Silicon Valley Janitors Sign New Contract
SAN FRANCISCO — Members of the janitors union that cleans 70% of Silicon Valley’s offices voted over the weekend to accept a new contract, averting a strike that would have spotlighted the wealth disparity in one of America’s richest and most expensive enclaves.
After a marathon negotiating session that lasted into Saturday morning, the S.F. Employers Council, representing a dozen major cleaning contractors, offered a raise of 70 cents an hour, or 9%, the first year and 65 cents an hour in each of the next two years.
The average current wage is $8.04, around poverty level for a family of four, for the 5,500 members of Service Employees International Union Local 1877. Many members work two jobs or live with their entire families in a single room.

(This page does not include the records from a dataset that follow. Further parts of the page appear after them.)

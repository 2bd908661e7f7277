//! HTTP route handlers for the marketplace.
//!
//! # Route Structure
//!
//! ```text
//! GET  /                       - Home page (featured artworks and artists)
//! GET  /health                 - Health check
//!
//! # Catalog
//! GET  /marketplace            - Artwork listing with filters and sorting
//! GET  /artists                - Artist grid with search
//! GET  /artwork/{id}           - Artwork detail
//!
//! # Auth
//! GET  /auth/login             - Login page
//! POST /auth/login             - Login action
//! GET  /auth/register          - Register page
//! POST /auth/register          - Register action
//! POST /auth/logout            - Logout action
//!
//! # Account (requires auth)
//! GET  /account                - Account overview
//!
//! # JSON API
//! GET  /api/artworks           - Artwork collection (?featured=, ?artistId=)
//! POST /api/artworks           - Create a listing
//! GET  /api/artworks/{id}      - Single artwork
//! GET  /api/artists            - Artist collection
//! ```

pub mod account;
pub mod api;
pub mod artists;
pub mod artworks;
pub mod auth;
pub mod home;
pub mod marketplace;

use axum::{
    Router,
    routing::{get, post},
};

use crate::state::AppState;

/// Create the auth routes router.
pub fn auth_routes() -> Router<AppState> {
    Router::new()
        .route("/login", get(auth::login_page).post(auth::login))
        .route("/register", get(auth::register_page).post(auth::register))
        .route("/logout", post(auth::logout))
}

/// Create the JSON API routes router.
pub fn api_routes() -> Router<AppState> {
    Router::new()
        .route(
            "/artworks",
            get(api::list_artworks).post(api::create_artwork),
        )
        .route("/artworks/{id}", get(api::get_artwork))
        .route("/artists", get(api::list_artists))
}

/// Create all routes for the marketplace.
pub fn routes() -> Router<AppState> {
    Router::new()
        // Home page
        .route("/", get(home::home))
        // Catalog pages
        .route("/marketplace", get(marketplace::index))
        .route("/artists", get(artists::index))
        .route("/artwork/{id}", get(artworks::show))
        // Account
        .route("/account", get(account::index))
        // Auth routes
        .nest("/auth", auth_routes())
        // JSON API
        .nest("/api", api_routes())
}
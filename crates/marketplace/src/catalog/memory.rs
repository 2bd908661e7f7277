//! In-memory catalog store.
//!
//! Holds both collections in plain `Vec`s behind a single `RwLock`, which
//! preserves insertion order and makes each mutating operation atomic with
//! respect to its own read-append sequence.

use async_trait::async_trait;
use chrono::{Duration, Utc};
use tokio::sync::RwLock;

use aquarelle_core::{
    ArtworkCategory, ArtworkId, Availability, Dimensions, Email, Price, Unit, UserId,
};

use super::{CatalogError, CatalogStore};
use crate::models::{
    ArtistProfile, Artwork, CommissionRange, CommissionSettings, CustomerProfile, NewArtwork,
    NewUser, Profile, SocialMedia, User,
};

#[derive(Default)]
struct Collections {
    users: Vec<User>,
    artworks: Vec<Artwork>,
}

/// In-memory [`CatalogStore`] implementation.
///
/// Never fails; every operation completes against process-local state.
#[derive(Default)]
pub struct MemoryCatalog {
    inner: RwLock<Collections>,
}

impl MemoryCatalog {
    /// Create an empty catalog.
    #[must_use]
    pub fn new() -> Self {
        Self::default()
    }

    /// Create a catalog seeded with the demo artists, customer, and artworks.
    #[must_use]
    pub fn with_sample_data() -> Self {
        let catalog = Self::new();
        {
            let mut inner = catalog
                .inner
                .try_write()
                .expect("freshly constructed catalog lock is uncontended");
            seed(&mut inner);
        }
        catalog
    }
}

#[async_trait]
impl CatalogStore for MemoryCatalog {
    async fn list_artworks(&self) -> Result<Vec<Artwork>, CatalogError> {
        Ok(self.inner.read().await.artworks.clone())
    }

    async fn list_artworks_by_artist(
        &self,
        artist_id: &UserId,
    ) -> Result<Vec<Artwork>, CatalogError> {
        Ok(self
            .inner
            .read()
            .await
            .artworks
            .iter()
            .filter(|artwork| &artwork.artist_id == artist_id)
            .cloned()
            .collect())
    }

    async fn list_featured_artworks(&self) -> Result<Vec<Artwork>, CatalogError> {
        Ok(self
            .inner
            .read()
            .await
            .artworks
            .iter()
            .filter(|artwork| artwork.featured)
            .cloned()
            .collect())
    }

    async fn get_artwork_by_id(
        &self,
        id: &ArtworkId,
    ) -> Result<Option<Artwork>, CatalogError> {
        Ok(self
            .inner
            .read()
            .await
            .artworks
            .iter()
            .find(|artwork| &artwork.id == id)
            .cloned())
    }

    async fn create_artwork(&self, new: NewArtwork) -> Result<Artwork, CatalogError> {
        let mut inner = self.inner.write().await;
        let artwork = new.into_artwork(ArtworkId::generate(), Utc::now());
        inner.artworks.push(artwork.clone());
        Ok(artwork)
    }

    async fn list_artists(&self) -> Result<Vec<User>, CatalogError> {
        Ok(self
            .inner
            .read()
            .await
            .users
            .iter()
            .filter(|user| user.is_artist())
            .cloned()
            .collect())
    }

    async fn find_user_by_email(&self, email: &Email) -> Result<Option<User>, CatalogError> {
        Ok(self
            .inner
            .read()
            .await
            .users
            .iter()
            .find(|user| &user.email == email)
            .cloned())
    }

    async fn find_user_by_id(&self, id: &UserId) -> Result<Option<User>, CatalogError> {
        Ok(self
            .inner
            .read()
            .await
            .users
            .iter()
            .find(|user| &user.id == id)
            .cloned())
    }

    async fn create_user(&self, new: NewUser) -> Result<User, CatalogError> {
        let mut inner = self.inner.write().await;
        let user = User {
            id: UserId::generate(),
            email: new.email,
            name: new.name,
            avatar: new.avatar,
            created_at: Utc::now(),
            profile: new.profile,
        };
        inner.users.push(user.clone());
        Ok(user)
    }
}

/// Seed the demo data: two artists, one customer, four artworks.
#[allow(clippy::too_many_lines)]
fn seed(inner: &mut Collections) {
    let now = Utc::now();

    inner.users.push(User {
        id: UserId::new("artist1"),
        email: Email::parse("emma.waters@example.com")
            .expect("seed email is valid"),
        name: "Emma Waters".to_owned(),
        avatar: Some("/static/images/artists/emma-waters.png".to_owned()),
        created_at: now - Duration::days(400),
        profile: Profile::Artist(ArtistProfile {
            bio: "Passionate watercolor artist specializing in landscapes and botanical \
                  illustrations. I find inspiration in nature's ever-changing moods and colors."
                .to_owned(),
            specialties: vec![
                "Landscape".to_owned(),
                "Botanical".to_owned(),
                "Seascape".to_owned(),
            ],
            experience: "8 years".to_owned(),
            location: "Portland, Oregon".to_owned(),
            website: Some("www.emmawaters.art".to_owned()),
            social_media: SocialMedia {
                instagram: Some("@emmawaters_art".to_owned()),
                facebook: Some("Emma Waters Art".to_owned()),
                twitter: None,
            },
            commission_settings: CommissionSettings {
                is_accepting: true,
                price_range: CommissionRange {
                    min: Price::from_dollars(150),
                    max: Price::from_dollars(800),
                },
                turnaround_time: "2-3 weeks".to_owned(),
                styles: vec![
                    "Realistic".to_owned(),
                    "Impressionistic".to_owned(),
                    "Contemporary".to_owned(),
                ],
            },
            portfolio: Vec::new(),
        }),
    });

    inner.users.push(User {
        id: UserId::new("artist2"),
        email: Email::parse("david.brush@example.com")
            .expect("seed email is valid"),
        name: "David Brushworth".to_owned(),
        avatar: Some("/static/images/artists/david-brushworth.png".to_owned()),
        created_at: now - Duration::days(300),
        profile: Profile::Artist(ArtistProfile {
            bio: "Abstract watercolor painter exploring emotions through fluid forms and \
                  vibrant color combinations. Each piece tells a unique story."
                .to_owned(),
            specialties: vec![
                "Abstract".to_owned(),
                "Contemporary".to_owned(),
                "Experimental".to_owned(),
            ],
            experience: "12 years".to_owned(),
            location: "San Francisco, California".to_owned(),
            website: None,
            social_media: SocialMedia {
                instagram: Some("@davidbrush_art".to_owned()),
                facebook: None,
                twitter: Some("@brushworth".to_owned()),
            },
            commission_settings: CommissionSettings {
                is_accepting: true,
                price_range: CommissionRange {
                    min: Price::from_dollars(200),
                    max: Price::from_dollars(1200),
                },
                turnaround_time: "3-4 weeks".to_owned(),
                styles: vec![
                    "Abstract".to_owned(),
                    "Contemporary".to_owned(),
                    "Expressive".to_owned(),
                ],
            },
            portfolio: Vec::new(),
        }),
    });

    inner.users.push(User {
        id: UserId::new("customer1"),
        email: Email::parse("sarah.collector@example.com")
            .expect("seed email is valid"),
        name: "Sarah Collector".to_owned(),
        avatar: None,
        created_at: now - Duration::days(200),
        profile: Profile::Customer(CustomerProfile {
            favorite_styles: vec!["Landscape".to_owned(), "Abstract".to_owned()],
            purchase_history: Vec::new(),
            wishlist: Vec::new(),
            shipping_address: None,
            billing_address: None,
        }),
    });

    inner.artworks.push(Artwork {
        id: ArtworkId::new("artwork1"),
        artist_id: UserId::new("artist1"),
        artist_name: "Emma Waters".to_owned(),
        title: "Misty Mountain Dawn".to_owned(),
        description: "A serene watercolor capturing the ethereal beauty of mountains shrouded \
                      in morning mist. Painted with transparent washes and delicate brushwork."
            .to_owned(),
        price: Price::from_dollars(350),
        images: vec!["/static/images/artworks/misty-mountain-dawn.png".to_owned()],
        category: ArtworkCategory::Landscape,
        style: "Realistic".to_owned(),
        medium: "Watercolor on paper".to_owned(),
        dimensions: Dimensions::new(40.0, 30.0, Unit::Cm),
        availability: Availability::Available,
        tags: vec![
            "mountain".to_owned(),
            "mist".to_owned(),
            "dawn".to_owned(),
            "nature".to_owned(),
            "peaceful".to_owned(),
        ],
        created_at: now - Duration::days(12),
        featured: true,
    });

    inner.artworks.push(Artwork {
        id: ArtworkId::new("artwork2"),
        artist_id: UserId::new("artist1"),
        artist_name: "Emma Waters".to_owned(),
        title: "Wild Rose Garden".to_owned(),
        description: "Delicate botanical study featuring wild roses in full bloom. Each petal \
                      is carefully rendered with attention to light and shadow."
            .to_owned(),
        price: Price::from_dollars(280),
        images: vec!["/static/images/artworks/wild-rose-garden.png".to_owned()],
        category: ArtworkCategory::Floral,
        style: "Realistic".to_owned(),
        medium: "Watercolor on paper".to_owned(),
        dimensions: Dimensions::new(35.0, 25.0, Unit::Cm),
        availability: Availability::Available,
        tags: vec![
            "roses".to_owned(),
            "flowers".to_owned(),
            "botanical".to_owned(),
            "garden".to_owned(),
            "romantic".to_owned(),
        ],
        created_at: now - Duration::days(9),
        featured: false,
    });

    inner.artworks.push(Artwork {
        id: ArtworkId::new("artwork3"),
        artist_id: UserId::new("artist2"),
        artist_name: "David Brushworth".to_owned(),
        title: "Emotional Storm".to_owned(),
        description: "An abstract expression of turbulent emotions using bold color washes and \
                      dynamic brushstrokes. The interplay of warm and cool tones creates depth."
            .to_owned(),
        price: Price::from_dollars(450),
        images: vec!["/static/images/artworks/emotional-storm.png".to_owned()],
        category: ArtworkCategory::Abstract,
        style: "Abstract".to_owned(),
        medium: "Watercolor on paper".to_owned(),
        dimensions: Dimensions::new(50.0, 35.0, Unit::Cm),
        availability: Availability::Available,
        tags: vec![
            "abstract".to_owned(),
            "emotions".to_owned(),
            "storm".to_owned(),
            "dynamic".to_owned(),
            "expressive".to_owned(),
        ],
        created_at: now - Duration::days(6),
        featured: true,
    });

    inner.artworks.push(Artwork {
        id: ArtworkId::new("artwork4"),
        artist_id: UserId::new("artist2"),
        artist_name: "David Brushworth".to_owned(),
        title: "Ocean Depths".to_owned(),
        description: "Flowing watercolor interpretation of deep ocean currents. The painting \
                      captures the mysterious beauty of underwater landscapes."
            .to_owned(),
        price: Price::from_dollars(520),
        images: vec!["/static/images/artworks/ocean-depths.png".to_owned()],
        category: ArtworkCategory::Seascape,
        style: "Abstract".to_owned(),
        medium: "Watercolor on paper".to_owned(),
        dimensions: Dimensions::new(45.0, 32.0, Unit::Cm),
        availability: Availability::Available,
        tags: vec![
            "ocean".to_owned(),
            "water".to_owned(),
            "depths".to_owned(),
            "blue".to_owned(),
            "flowing".to_owned(),
        ],
        created_at: now - Duration::days(3),
        featured: false,
    });
}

The leadership of the local union, which had staged demonstrations at many of the valley’s largest high-technology employers, recommended approval. The rank and file backed the contract 643 to 116, averting a strike that had been set to begin Sunday.
The negotiations followed a three-week strike by Los Angeles-area janitors in the same union, and the Silicon Valley agreement may have been aided by public support for the union from some tech firms, including 3Com and Genentech.
Some firms have already been discomfited by elected officials decrying the “digital divide” on access to the fruits of the technology-led economic boom, by conspicuous consumption in the valley, and by last year’s temporary shortfall in the United Way campaign.
A strike would have been a major embarrassment to companies such as Hewlett-Packard, Sun Microsystems and others who use the major cleaning contractors, observers said.
“These people are under desperate circumstances in the midst of all this affluence,” said Stanford University law professor William Gould, a former chairman of the National Labor Relations Board. “The big firms would have a difficult job explaining away their acquiescence.”